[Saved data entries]
↓↓↓

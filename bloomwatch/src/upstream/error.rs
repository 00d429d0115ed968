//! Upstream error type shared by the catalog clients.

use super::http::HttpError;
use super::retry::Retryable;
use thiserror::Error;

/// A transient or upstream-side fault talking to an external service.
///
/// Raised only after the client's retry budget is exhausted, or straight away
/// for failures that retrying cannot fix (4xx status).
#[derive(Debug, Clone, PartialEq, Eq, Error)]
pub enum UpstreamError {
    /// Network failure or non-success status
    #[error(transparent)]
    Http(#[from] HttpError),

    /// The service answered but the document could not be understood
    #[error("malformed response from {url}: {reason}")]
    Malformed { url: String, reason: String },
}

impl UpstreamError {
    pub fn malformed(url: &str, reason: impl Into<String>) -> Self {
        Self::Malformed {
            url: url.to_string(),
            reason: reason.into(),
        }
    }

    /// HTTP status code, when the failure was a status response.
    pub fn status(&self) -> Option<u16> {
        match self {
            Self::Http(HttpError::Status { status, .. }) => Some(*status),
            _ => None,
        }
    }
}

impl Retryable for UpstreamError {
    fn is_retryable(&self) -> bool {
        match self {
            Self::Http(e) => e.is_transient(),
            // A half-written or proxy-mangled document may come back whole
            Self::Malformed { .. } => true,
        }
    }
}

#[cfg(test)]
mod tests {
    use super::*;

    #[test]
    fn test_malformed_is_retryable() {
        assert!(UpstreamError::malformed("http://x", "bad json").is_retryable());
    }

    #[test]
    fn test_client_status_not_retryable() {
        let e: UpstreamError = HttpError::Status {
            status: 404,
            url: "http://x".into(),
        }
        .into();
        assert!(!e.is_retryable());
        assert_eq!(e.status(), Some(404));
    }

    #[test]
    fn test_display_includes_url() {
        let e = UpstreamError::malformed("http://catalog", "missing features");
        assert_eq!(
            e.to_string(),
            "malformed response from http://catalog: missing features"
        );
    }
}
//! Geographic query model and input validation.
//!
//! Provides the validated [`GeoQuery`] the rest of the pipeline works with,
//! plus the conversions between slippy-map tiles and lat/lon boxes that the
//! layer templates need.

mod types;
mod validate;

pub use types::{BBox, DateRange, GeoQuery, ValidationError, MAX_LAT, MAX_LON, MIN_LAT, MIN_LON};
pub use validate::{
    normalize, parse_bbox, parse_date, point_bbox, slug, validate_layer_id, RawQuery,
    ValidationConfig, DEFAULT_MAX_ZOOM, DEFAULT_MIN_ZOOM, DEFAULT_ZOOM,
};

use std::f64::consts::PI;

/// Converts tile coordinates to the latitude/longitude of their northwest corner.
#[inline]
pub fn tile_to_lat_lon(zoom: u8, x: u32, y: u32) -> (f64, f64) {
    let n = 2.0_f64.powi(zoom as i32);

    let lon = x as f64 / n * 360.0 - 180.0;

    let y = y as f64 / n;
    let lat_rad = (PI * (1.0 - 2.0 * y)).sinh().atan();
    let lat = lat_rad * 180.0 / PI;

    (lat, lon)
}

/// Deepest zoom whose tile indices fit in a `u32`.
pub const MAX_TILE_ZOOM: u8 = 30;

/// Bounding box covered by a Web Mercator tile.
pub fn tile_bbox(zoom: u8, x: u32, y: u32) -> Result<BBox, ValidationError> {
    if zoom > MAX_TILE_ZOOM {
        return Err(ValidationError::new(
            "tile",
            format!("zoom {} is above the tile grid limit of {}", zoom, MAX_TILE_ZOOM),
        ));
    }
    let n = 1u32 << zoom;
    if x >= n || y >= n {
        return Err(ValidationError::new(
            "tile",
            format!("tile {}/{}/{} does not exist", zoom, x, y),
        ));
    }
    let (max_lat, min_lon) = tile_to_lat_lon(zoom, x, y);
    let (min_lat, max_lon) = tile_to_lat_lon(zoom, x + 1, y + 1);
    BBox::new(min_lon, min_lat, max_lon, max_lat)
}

↑↑↑
↓↓↓

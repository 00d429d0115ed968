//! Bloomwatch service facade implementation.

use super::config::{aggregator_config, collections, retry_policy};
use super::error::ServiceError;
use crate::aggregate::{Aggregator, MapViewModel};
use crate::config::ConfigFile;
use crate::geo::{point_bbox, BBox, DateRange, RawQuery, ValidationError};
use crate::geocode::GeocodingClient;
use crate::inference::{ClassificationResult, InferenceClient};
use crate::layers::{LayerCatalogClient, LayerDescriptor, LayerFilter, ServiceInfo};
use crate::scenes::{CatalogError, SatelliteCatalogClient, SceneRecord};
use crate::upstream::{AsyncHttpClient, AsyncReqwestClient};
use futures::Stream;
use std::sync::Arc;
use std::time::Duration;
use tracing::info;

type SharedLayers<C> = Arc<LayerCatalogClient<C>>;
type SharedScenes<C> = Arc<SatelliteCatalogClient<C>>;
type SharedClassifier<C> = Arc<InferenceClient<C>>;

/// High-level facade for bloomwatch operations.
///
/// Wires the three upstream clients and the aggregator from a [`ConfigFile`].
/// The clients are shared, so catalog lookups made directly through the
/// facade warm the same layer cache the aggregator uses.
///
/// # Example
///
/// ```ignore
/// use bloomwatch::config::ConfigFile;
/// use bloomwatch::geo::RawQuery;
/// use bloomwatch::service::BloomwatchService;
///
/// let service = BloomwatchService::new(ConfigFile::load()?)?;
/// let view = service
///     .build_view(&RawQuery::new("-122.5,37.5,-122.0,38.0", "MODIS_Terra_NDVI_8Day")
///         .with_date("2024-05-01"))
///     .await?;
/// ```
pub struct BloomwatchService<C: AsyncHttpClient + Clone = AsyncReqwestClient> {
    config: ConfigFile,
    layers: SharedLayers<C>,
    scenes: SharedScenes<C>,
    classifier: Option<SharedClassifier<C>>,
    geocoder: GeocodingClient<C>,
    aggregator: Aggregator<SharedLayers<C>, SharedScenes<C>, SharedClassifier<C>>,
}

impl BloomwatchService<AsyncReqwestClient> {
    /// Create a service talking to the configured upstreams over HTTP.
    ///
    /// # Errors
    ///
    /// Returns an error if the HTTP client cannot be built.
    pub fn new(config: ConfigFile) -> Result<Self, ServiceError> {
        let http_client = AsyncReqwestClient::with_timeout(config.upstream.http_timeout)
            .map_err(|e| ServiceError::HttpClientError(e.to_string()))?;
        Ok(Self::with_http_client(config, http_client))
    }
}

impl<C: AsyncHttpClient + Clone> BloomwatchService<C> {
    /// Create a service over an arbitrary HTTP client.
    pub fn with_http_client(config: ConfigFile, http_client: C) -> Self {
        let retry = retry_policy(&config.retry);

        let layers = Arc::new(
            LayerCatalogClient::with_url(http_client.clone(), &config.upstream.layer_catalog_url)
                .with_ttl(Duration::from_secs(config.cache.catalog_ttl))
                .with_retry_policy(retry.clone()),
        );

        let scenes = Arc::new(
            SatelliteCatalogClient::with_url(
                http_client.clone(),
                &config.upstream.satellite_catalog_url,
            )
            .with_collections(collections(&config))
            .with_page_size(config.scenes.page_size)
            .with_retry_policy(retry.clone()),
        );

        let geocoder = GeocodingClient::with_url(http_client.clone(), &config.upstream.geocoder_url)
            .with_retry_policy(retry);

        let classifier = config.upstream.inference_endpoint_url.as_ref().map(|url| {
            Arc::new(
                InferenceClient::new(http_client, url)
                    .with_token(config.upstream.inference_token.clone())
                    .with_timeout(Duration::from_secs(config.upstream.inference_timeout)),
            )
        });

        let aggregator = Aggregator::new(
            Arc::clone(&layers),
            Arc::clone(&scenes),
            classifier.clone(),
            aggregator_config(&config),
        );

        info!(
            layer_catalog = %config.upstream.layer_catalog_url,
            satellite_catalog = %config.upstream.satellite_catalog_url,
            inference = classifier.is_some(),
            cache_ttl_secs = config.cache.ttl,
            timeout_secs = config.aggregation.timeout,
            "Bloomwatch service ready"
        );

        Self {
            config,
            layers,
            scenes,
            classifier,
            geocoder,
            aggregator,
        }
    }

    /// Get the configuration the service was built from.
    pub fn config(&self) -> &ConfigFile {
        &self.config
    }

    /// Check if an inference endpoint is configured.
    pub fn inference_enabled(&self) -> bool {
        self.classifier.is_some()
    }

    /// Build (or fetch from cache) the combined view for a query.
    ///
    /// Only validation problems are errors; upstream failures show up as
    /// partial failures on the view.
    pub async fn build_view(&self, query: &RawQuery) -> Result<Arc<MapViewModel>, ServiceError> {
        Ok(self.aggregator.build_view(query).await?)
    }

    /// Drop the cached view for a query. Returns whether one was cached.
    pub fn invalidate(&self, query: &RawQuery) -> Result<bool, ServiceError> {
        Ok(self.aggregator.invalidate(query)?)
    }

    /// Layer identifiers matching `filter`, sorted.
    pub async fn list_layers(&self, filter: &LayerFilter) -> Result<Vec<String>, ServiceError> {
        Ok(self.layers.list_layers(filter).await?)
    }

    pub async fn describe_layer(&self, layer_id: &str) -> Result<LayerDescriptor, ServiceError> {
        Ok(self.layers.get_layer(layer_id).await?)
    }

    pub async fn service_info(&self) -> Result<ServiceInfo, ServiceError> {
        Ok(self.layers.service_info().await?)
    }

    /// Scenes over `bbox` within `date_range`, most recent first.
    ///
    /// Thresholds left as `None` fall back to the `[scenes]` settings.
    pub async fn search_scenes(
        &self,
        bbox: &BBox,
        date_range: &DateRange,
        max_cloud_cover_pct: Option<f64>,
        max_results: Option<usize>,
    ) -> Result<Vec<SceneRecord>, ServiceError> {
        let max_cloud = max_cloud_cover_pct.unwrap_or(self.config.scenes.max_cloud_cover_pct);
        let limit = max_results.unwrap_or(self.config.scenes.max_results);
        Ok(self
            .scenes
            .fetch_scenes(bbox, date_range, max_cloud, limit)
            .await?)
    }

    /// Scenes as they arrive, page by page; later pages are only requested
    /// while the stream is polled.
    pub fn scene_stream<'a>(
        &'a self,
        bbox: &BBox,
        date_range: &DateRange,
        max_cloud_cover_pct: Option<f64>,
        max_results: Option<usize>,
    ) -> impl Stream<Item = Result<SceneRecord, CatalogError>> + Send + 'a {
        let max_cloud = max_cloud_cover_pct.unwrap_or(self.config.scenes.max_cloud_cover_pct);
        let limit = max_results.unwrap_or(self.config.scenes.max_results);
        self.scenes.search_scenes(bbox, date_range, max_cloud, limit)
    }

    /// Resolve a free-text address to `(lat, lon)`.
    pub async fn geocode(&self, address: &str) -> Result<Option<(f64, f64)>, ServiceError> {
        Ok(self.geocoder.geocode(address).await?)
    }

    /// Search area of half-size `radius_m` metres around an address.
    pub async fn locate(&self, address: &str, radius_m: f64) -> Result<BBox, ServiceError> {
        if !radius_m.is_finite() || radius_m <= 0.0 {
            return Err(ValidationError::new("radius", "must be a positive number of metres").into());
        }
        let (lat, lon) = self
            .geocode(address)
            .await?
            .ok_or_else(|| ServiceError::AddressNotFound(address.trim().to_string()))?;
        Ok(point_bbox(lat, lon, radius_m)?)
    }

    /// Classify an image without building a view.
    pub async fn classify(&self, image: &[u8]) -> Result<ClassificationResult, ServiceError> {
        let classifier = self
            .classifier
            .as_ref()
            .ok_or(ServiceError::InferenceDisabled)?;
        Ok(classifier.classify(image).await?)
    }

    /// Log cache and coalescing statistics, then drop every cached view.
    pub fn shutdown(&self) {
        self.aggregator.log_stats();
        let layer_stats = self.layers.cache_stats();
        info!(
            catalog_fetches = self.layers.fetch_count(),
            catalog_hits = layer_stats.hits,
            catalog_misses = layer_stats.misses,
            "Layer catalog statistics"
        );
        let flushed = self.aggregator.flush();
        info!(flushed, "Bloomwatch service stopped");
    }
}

↑↑↑

WHAT THIS TASK INVOLVES: Take the lines above from the one containing "filename bloomwatch/src/upstream/error.rs" to the one containing "fix (4xx status)." and retype them exactly, both ends included, with nothing added.

EXPECTED OUTPUT:
filename bloomwatch/src/upstream/error.rs
repository 00d429d0115ed968
//! Upstream error type shared by the catalog clients.

use super::http::HttpError;
use super::retry::Retryable;
use thiserror::Error;

/// A transient or upstream-side fault talking to an external service.
///
/// Raised only after the client's retry budget is exhausted, or straight away
/// for failures that retrying cannot fix (4xx status).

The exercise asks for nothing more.